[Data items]
□ □ □ □
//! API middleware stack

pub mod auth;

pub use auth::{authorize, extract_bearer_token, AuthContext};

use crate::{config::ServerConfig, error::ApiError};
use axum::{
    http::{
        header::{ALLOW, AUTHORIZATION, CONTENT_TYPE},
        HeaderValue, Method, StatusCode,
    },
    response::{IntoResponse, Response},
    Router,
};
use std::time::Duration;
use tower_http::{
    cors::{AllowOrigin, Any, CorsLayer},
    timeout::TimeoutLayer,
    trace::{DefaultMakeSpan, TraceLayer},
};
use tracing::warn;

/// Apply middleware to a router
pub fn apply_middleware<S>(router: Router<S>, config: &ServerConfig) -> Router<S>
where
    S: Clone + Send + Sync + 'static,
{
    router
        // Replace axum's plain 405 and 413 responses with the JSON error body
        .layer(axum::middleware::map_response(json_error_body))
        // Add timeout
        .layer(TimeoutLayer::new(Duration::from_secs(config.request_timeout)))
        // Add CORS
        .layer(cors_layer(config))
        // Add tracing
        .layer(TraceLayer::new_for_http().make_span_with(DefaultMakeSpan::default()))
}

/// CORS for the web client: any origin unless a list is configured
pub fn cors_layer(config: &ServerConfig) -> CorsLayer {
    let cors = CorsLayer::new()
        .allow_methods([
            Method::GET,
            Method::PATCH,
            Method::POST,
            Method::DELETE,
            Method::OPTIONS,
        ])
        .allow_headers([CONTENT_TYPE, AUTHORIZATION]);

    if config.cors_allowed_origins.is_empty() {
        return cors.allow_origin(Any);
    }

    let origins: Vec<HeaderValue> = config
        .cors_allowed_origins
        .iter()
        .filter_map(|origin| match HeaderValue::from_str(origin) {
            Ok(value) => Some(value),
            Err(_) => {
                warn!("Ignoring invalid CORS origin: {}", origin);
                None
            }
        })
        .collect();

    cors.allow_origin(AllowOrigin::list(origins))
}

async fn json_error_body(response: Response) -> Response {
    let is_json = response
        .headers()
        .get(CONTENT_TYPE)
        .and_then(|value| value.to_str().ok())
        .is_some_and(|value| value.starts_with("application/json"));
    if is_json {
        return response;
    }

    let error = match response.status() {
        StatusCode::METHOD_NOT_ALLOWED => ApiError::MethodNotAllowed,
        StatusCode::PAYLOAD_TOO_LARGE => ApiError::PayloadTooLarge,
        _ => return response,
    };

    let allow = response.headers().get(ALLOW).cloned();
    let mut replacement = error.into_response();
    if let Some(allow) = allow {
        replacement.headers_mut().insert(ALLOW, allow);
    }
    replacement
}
□ □ □ □
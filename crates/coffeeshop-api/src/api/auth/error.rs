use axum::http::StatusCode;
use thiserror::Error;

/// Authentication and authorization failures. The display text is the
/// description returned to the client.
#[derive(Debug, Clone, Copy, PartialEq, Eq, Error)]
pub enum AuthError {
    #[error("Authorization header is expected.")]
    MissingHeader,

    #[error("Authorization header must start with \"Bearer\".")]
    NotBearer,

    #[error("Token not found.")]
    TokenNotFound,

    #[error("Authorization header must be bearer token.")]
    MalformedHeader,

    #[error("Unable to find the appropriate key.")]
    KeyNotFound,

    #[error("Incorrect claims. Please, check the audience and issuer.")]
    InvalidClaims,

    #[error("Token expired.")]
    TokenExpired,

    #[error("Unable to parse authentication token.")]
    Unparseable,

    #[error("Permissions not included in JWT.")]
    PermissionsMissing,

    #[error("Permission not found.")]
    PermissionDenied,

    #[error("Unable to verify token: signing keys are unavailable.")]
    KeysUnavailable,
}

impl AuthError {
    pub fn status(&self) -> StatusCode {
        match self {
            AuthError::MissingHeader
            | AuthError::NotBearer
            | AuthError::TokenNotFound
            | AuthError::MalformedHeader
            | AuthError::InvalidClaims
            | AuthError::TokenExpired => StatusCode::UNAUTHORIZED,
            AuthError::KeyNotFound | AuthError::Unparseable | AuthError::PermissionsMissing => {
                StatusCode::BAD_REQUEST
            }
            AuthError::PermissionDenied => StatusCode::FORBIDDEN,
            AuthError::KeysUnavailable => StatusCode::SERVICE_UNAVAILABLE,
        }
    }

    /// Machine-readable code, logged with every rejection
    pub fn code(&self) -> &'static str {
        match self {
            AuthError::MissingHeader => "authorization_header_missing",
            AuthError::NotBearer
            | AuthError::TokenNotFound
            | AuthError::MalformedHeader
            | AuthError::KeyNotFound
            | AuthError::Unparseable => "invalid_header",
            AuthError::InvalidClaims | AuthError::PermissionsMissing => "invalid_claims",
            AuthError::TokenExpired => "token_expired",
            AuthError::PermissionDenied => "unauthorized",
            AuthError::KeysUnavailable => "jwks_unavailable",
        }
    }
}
□ □ □ □
= About this exercise =
The answer should consist of all lines from the records above that hold the word "KeyNotFound".

= Task answer =
    KeyNotFound,
            AuthError::KeyNotFound | AuthError::Unparseable | AuthError::PermissionsMissing => {
            | AuthError::KeyNotFound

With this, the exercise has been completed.